Differential inactivation of maturation-promoting factor and mitogen-activated protein kinase following parthenogenetic activation of bovine oocytes.

Abstract

Bovine oocytes matured for 24 h (young) or 40 h (aged) were treated with calcium ionophore (A23187) alone or followed with 6-dimethylaminopurine (6-DMAP), a protein phosphorylation inhibitor, and were then assayed for histone H1 kinase and mitogen-activated protein kinase (MAPK) activities. Additionally, the changes in chromatin, meiotic spindle, and microfilament were assessed by immunofluoresence microscopy. In both young and aged oocytes, treatment with 6-DMAP following A23187 treatment abolished the activities of both H1 and MAPKs; the decline of H1 kinase preceded the decline in MAPK activity. However, A23187 treatment alone caused a slower decrease in H1 kinase activity and no evident MAPK alteration in young oocytes. In contrast, activities of both kinases decreased in aged oocytes after A23187 treatment, similar to the response in the combined treatments. The inactivation of MAPK was caused by dephosphorylation of MAP42/extracellular signal-regulated kinase 2 (ERK2) as detected by gel mobility shift in the Western blot assay. A23187 treatment of young oocytes led to chromosome separation and second polar body extrusion, but not pronuclear development, with the majority of the oocytes arrested at a transitional stage of metaphase to anaphase known as metaphase III (MIII).
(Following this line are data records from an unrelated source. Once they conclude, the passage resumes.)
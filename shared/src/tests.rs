#[cfg(test)]
mod tests {
    use std::cell::{Cell, RefCell};
    use std::collections::VecDeque;
    use std::rc::Rc;
    use std::time::Duration;
    use futures::channel::oneshot;
    use futures::executor::{LocalPool, LocalSpawner};
    use futures::future::LocalBoxFuture;
    use futures::task::LocalSpawnExt;
    use crate::{
        MemoryStore, Phase, Poll, PollApi, PollId, PollSummary, Result, Scheduler, SyncConfig,
        SyncError, SyncSession, SyncState,
    };

    const TICK: Duration = Duration::from_secs(3);

    struct Timer {
        every: Duration,
        due: Duration,
        task: Rc<RefCell<Box<dyn FnMut()>>>,
        cancelled: Rc<Cell<bool>>,
    }

    struct TimerHandle(Rc<Cell<bool>>);

    impl Drop for TimerHandle {
        fn drop(&mut self) {
            self.0.set(true);
        }
    }

    #[derive(Clone)]
    struct ManualScheduler {
        spawner: LocalSpawner,
        now: Rc<Cell<Duration>>,
        timers: Rc<RefCell<Vec<Timer>>>,
    }

    impl Scheduler for ManualScheduler {
        type Handle = TimerHandle;

        fn schedule(&self, every: Duration, task: Box<dyn FnMut()>) -> TimerHandle {
            let cancelled = Rc::new(Cell::new(false));
            self.timers.borrow_mut().push(Timer {
                every,
                due: self.now.get() + every,
                task: Rc::new(RefCell::new(task)),
                cancelled: cancelled.clone(),
            });
            TimerHandle(cancelled)
        }

        fn spawn(&self, task: LocalBoxFuture<'static, ()>) {
            self.spawner.spawn_local(task).unwrap();
        }
    }

    type Reply<T> = oneshot::Sender<Result<T>>;

    #[derive(Default)]
    struct Wire {
        directory: RefCell<VecDeque<Reply<Vec<PollSummary>>>>,
        detail: RefCell<VecDeque<(PollId, Reply<Poll>)>>,
        votes: RefCell<VecDeque<(PollId, usize, Reply<Poll>)>>,
        vote_calls: Cell<usize>,
    }

    /// Every call parks until the test answers it.
    #[derive(Clone, Default)]
    struct GatedApi(Rc<Wire>);

    async fn park<T>(rx: oneshot::Receiver<Result<T>>) -> Result<T> {
        rx.await.unwrap_or_else(|_| Err(SyncError::Transient("request dropped".into())))
    }

    impl PollApi for GatedApi {
        async fn list_polls(&self) -> Result<Vec<PollSummary>> {
            let (tx, rx) = oneshot::channel();
            self.0.directory.borrow_mut().push_back(tx);
            park(rx).await
        }

        async fn get_poll(&self, id: PollId) -> Result<Poll> {
            let (tx, rx) = oneshot::channel();
            self.0.detail.borrow_mut().push_back((id, tx));
            park(rx).await
        }

        async fn cast_vote(&self, id: PollId, option: usize) -> Result<Poll> {
            self.0.vote_calls.set(self.0.vote_calls.get() + 1);
            let (tx, rx) = oneshot::channel();
            self.0.votes.borrow_mut().push_back((id, option, tx));
            park(rx).await
        }
    }

    type TestSession = SyncSession<GatedApi, ManualScheduler, Rc<MemoryStore>>;

    struct Harness {
        pool: LocalPool,
        scheduler: ManualScheduler,
        wire: Rc<Wire>,
        session: TestSession,
        updates: Rc<RefCell<Vec<SyncState>>>,
    }

    impl Harness {
        fn new(store: Rc<MemoryStore>) -> Self {
            let pool = LocalPool::new();
            let scheduler = ManualScheduler {
                spawner: pool.spawner(),
                now: Rc::new(Cell::new(Duration::ZERO)),
                timers: Rc::default(),
            };
            let api = GatedApi::default();
            let wire = api.0.clone();
            let updates = Rc::new(RefCell::new(Vec::new()));
            let sink = updates.clone();
            let session = SyncSession::new(
                api,
                scheduler.clone(),
                store,
                SyncConfig::default(),
                move |state: &SyncState| sink.borrow_mut().push(state.clone()),
            );
            let mut harness = Self { pool, scheduler, wire, session, updates };
            harness.session.start();
            harness.settle();
            harness
        }

        fn settle(&mut self) {
            self.pool.run_until_stalled();
        }

        fn advance(&mut self, by: Duration) {
            let now = self.scheduler.now.get() + by;
            self.scheduler.now.set(now);
            self.scheduler.timers.borrow_mut().retain(|t| !t.cancelled.get());
            let due: Vec<_> = self.scheduler.timers.borrow_mut().iter_mut()
                .filter(|t| t.due <= now)
                .map(|t| {
                    t.due += t.every;
                    (t.task.clone(), t.cancelled.clone())
                })
                .collect();
            for (task, cancelled) in due {
                if !cancelled.get() {
                    let mut task = task.borrow_mut();
                    (*task)();
                }
            }
            self.settle();
        }

        fn answer_directory(&mut self, result: Result<Vec<PollSummary>>) {
            let reply = self.wire.directory.borrow_mut().pop_front().expect("no directory request");
            let _ = reply.send(result);
            self.settle();
        }

        fn answer_detail(&mut self, result: Result<Poll>) -> PollId {
            let (id, reply) = self.wire.detail.borrow_mut().pop_front().expect("no detail request");
            let _ = reply.send(result);
            self.settle();
            id
        }

        fn answer_vote(&mut self, result: Result<Poll>) -> (PollId, usize) {
            let (id, option, reply) = self.wire.votes.borrow_mut().pop_front().expect("no vote request");
            let _ = reply.send(result);
            self.settle();
            (id, option)
        }

        fn pending_directory(&self) -> usize {
            self.wire.directory.borrow().len()
        }

        fn pending_detail(&self) -> Vec<PollId> {
            self.wire.detail.borrow().iter().map(|(id, _)| *id).collect()
        }

        fn vote(&mut self, option: usize) -> Rc<RefCell<Option<Result<()>>>> {
            let outcome = Rc::new(RefCell::new(None));
            let slot = outcome.clone();
            let session = self.session.clone();
            self.pool.spawner().spawn_local(async move {
                *slot.borrow_mut() = Some(session.vote(option).await);
            }).unwrap();
            self.settle();
            outcome
        }

        fn select(&mut self, poll_id: PollId) {
            self.session.select(poll_id);
            self.settle();
        }

        fn state(&self) -> SyncState {
            self.session.state()
        }
    }

    fn summary(id: PollId, question: &str) -> PollSummary {
        PollSummary { id, question: question.into() }
    }

    fn poll(id: PollId, votes: &[u64]) -> Poll {
        Poll {
            id,
            question: "A".into(),
            options: ["X", "Y"].iter().take(votes.len()).map(|o| o.to_string()).collect(),
            votes: votes.to_vec(),
        }
    }

    #[test]
    fn test_vote_response_wins_over_concurrent_detail() {
        let mut h = Harness::new(Rc::default());
        assert_eq!(h.session.phase(), Phase::Idle);

        h.answer_directory(Ok(vec![summary(1, "A")]));
        assert_eq!(h.state().selected_poll_id, Some(1));
        assert_eq!(h.pending_detail(), vec![1]);
        h.answer_detail(Ok(poll(1, &[0, 0])));
        assert_eq!(h.session.phase(), Phase::Viewing(1));

        // next scheduled refresh is on the wire when the user votes
        h.advance(TICK);
        assert_eq!(h.pending_detail(), vec![1]);

        let outcome = h.vote(1);
        assert_eq!(h.session.phase(), Phase::Voting(1));
        assert_eq!(h.answer_vote(Ok(poll(1, &[0, 1]))), (1, 1));
        assert_eq!(*outcome.borrow(), Some(Ok(())));

        h.answer_detail(Ok(poll(1, &[0, 0])));
        let state = h.state();
        assert_eq!(state.selected_poll.unwrap().votes, vec![0, 1]);
        assert_eq!(state.own_vote, Some(1));
        assert_eq!(h.session.phase(), Phase::Viewing(1));

        // regular merging resumes with the following tick
        h.advance(TICK);
        h.answer_detail(Ok(poll(1, &[4, 2])));
        assert_eq!(h.state().selected_poll.unwrap().votes, vec![4, 2]);
        assert_eq!(h.state().own_vote, Some(1));
    }

    #[test]
    fn test_already_voted_never_reaches_submitter() {
        let store = Rc::new(MemoryStore::new().with_entry("poll_voted_1", "0"));
        let mut h = Harness::new(store);
        h.answer_directory(Ok(vec![summary(1, "A")]));
        h.answer_detail(Ok(poll(1, &[5, 2])));
        assert_eq!(h.state().own_vote, Some(0));

        let outcome = h.vote(1);
        assert_eq!(*outcome.borrow(), Some(Err(SyncError::AlreadyVoted { poll_id: 1, option: 0 })));
        assert_eq!(h.wire.vote_calls.get(), 0);
        assert_eq!(h.state().own_vote, Some(0));
        assert_eq!(h.state().selected_poll.unwrap().votes, vec![5, 2]);
    }

    #[test]
    fn test_failing_directory_ticks_keep_last_snapshot() {
        let mut h = Harness::new(Rc::default());
        h.answer_directory(Ok(vec![summary(1, "A"), summary(2, "B")]));

        for _ in 0..2 {
            h.advance(TICK);
            h.answer_directory(Err(SyncError::Transient("connection refused".into())));
        }
        let state = h.state();
        assert_eq!(state.directory, vec![summary(1, "A"), summary(2, "B")]);
        assert!(!state.directory_stale);

        h.advance(TICK);
        h.answer_directory(Err(SyncError::rejection(500, "boom")));
        assert!(h.state().directory_stale);
        assert_eq!(h.state().directory.len(), 2);
    }

    #[test]
    fn test_ticks_are_skipped_while_request_outstanding() {
        let mut h = Harness::new(Rc::default());
        assert_eq!(h.pending_directory(), 1);
        h.advance(TICK);
        h.advance(TICK);
        assert_eq!(h.pending_directory(), 1);

        h.answer_directory(Ok(vec![]));
        assert_eq!(h.session.phase(), Phase::Listing);
        h.advance(TICK);
        assert_eq!(h.pending_directory(), 1);
    }

    #[test]
    fn test_switching_poll_discards_late_detail() {
        let mut h = Harness::new(Rc::default());
        h.answer_directory(Ok(vec![summary(1, "A"), summary(2, "B")]));
        assert_eq!(h.pending_detail(), vec![1]);

        h.select(2);
        assert_eq!(h.pending_detail(), vec![1, 2]);
        assert_eq!(h.answer_detail(Ok(poll(1, &[9, 9]))), 1);
        assert_eq!(h.state().selected_poll, None);

        assert_eq!(h.answer_detail(Ok(poll(2, &[1, 0]))), 2);
        assert_eq!(h.state().selected_poll.unwrap().id, 2);

        // only the new poll's timer is still running
        h.advance(TICK);
        assert_eq!(h.pending_detail(), vec![2]);
    }

    #[test]
    fn test_failed_vote_surfaces_error_and_allows_retry() {
        let mut h = Harness::new(Rc::default());
        h.answer_directory(Ok(vec![summary(1, "A")]));
        h.answer_detail(Ok(poll(1, &[2, 2])));

        let outcome = h.vote(0);
        h.answer_vote(Err(SyncError::rejection(404, "Poll not found")));
        assert!(matches!(*outcome.borrow(), Some(Err(SyncError::ServerRejection { .. }))));
        let state = h.state();
        assert_eq!(state.own_vote, None);
        assert_eq!(state.selected_poll.unwrap().votes, vec![2, 2]);
        assert_eq!(state.last_error.as_deref(), Some("This poll is no longer available."));

        let retry = h.vote(0);
        h.answer_vote(Ok(poll(1, &[3, 2])));
        assert_eq!(*retry.borrow(), Some(Ok(())));
        assert_eq!(h.wire.vote_calls.get(), 2);
        assert_eq!(h.state().last_error, None);
    }

    #[test]
    fn test_vote_guard_survives_new_session() {
        let store = Rc::new(MemoryStore::new());
        {
            let mut h = Harness::new(store.clone());
            h.answer_directory(Ok(vec![summary(1, "A")]));
            h.answer_detail(Ok(poll(1, &[0, 0])));
            h.vote(1);
            h.answer_vote(Ok(poll(1, &[0, 1])));
        }

        let mut h = Harness::new(store);
        h.answer_directory(Ok(vec![summary(1, "A")]));
        assert_eq!(h.state().own_vote, Some(1));
    }

    #[test]
    fn test_teardown_stops_polling_and_updates() {
        let mut h = Harness::new(Rc::default());
        h.answer_directory(Ok(vec![summary(1, "A")]));
        let published = h.updates.borrow().len();

        h.session.teardown();
        h.answer_detail(Ok(poll(1, &[1, 1])));
        h.advance(TICK);
        h.advance(TICK);

        assert_eq!(h.pending_directory(), 0);
        assert!(h.pending_detail().is_empty());
        assert_eq!(h.state().selected_poll, None);
        assert_eq!(h.updates.borrow().len(), published);
    }

    #[test]
    fn test_vote_landing_after_teardown_is_remembered() {
        let store = Rc::new(MemoryStore::new());
        {
            let mut h = Harness::new(store.clone());
            h.answer_directory(Ok(vec![summary(1, "A")]));
            h.answer_detail(Ok(poll(1, &[0, 0])));
            let outcome = h.vote(1);
            h.session.teardown();
            h.answer_vote(Ok(poll(1, &[0, 1])));
            assert_eq!(*outcome.borrow(), Some(Ok(())));

            let refused = h.vote(0);
            assert_eq!(*refused.borrow(), Some(Err(SyncError::Closed)));
        }

        let mut h = Harness::new(store);
        h.answer_directory(Ok(vec![summary(1, "A")]));
        assert_eq!(h.state().own_vote, Some(1));
    }

    #[test]
    fn test_identical_snapshots_publish_once() {
        let mut h = Harness::new(Rc::default());
        h.answer_directory(Ok(vec![summary(1, "A")]));
        h.answer_detail(Ok(poll(1, &[1, 1])));
        let published = h.updates.borrow().len();

        h.advance(TICK);
        h.answer_directory(Ok(vec![summary(1, "A")]));
        h.answer_detail(Ok(poll(1, &[1, 1])));
        assert_eq!(h.updates.borrow().len(), published);

        h.advance(TICK);
        h.answer_detail(Ok(poll(1, &[1, 2])));
        assert_eq!(h.updates.borrow().len(), published + 1);
    }
}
However, most of the A23187-treated aged oocytes developed to the pronuclear stage. When oocytes, regardless of age, were treated by A23187 plus 6-DMAP, bivalent chromosomes were clumped into a single mass, the spindle was disassembled, microtubule networks were distributed in the cytoplasm, and a pronucleus appeared. It is suggested that the decrease in H1 kinase activity is involved in the initiation of oocyte activation, i.e., the exit from metaphase II, whereas the decrease in MAPK activity correlates with onset of pronuclear formation. In conclusion, inactivation of maturation-promoting factor and MAPKs probably occurs via two independent processes, and the inactivation of both kinases is required for the metaphase II oocytes to progress through interphase. High MAPK activity might contribute to spindle stabilization, and inactivation of MAPK is associated with microtubular network formation in the cytoplasm.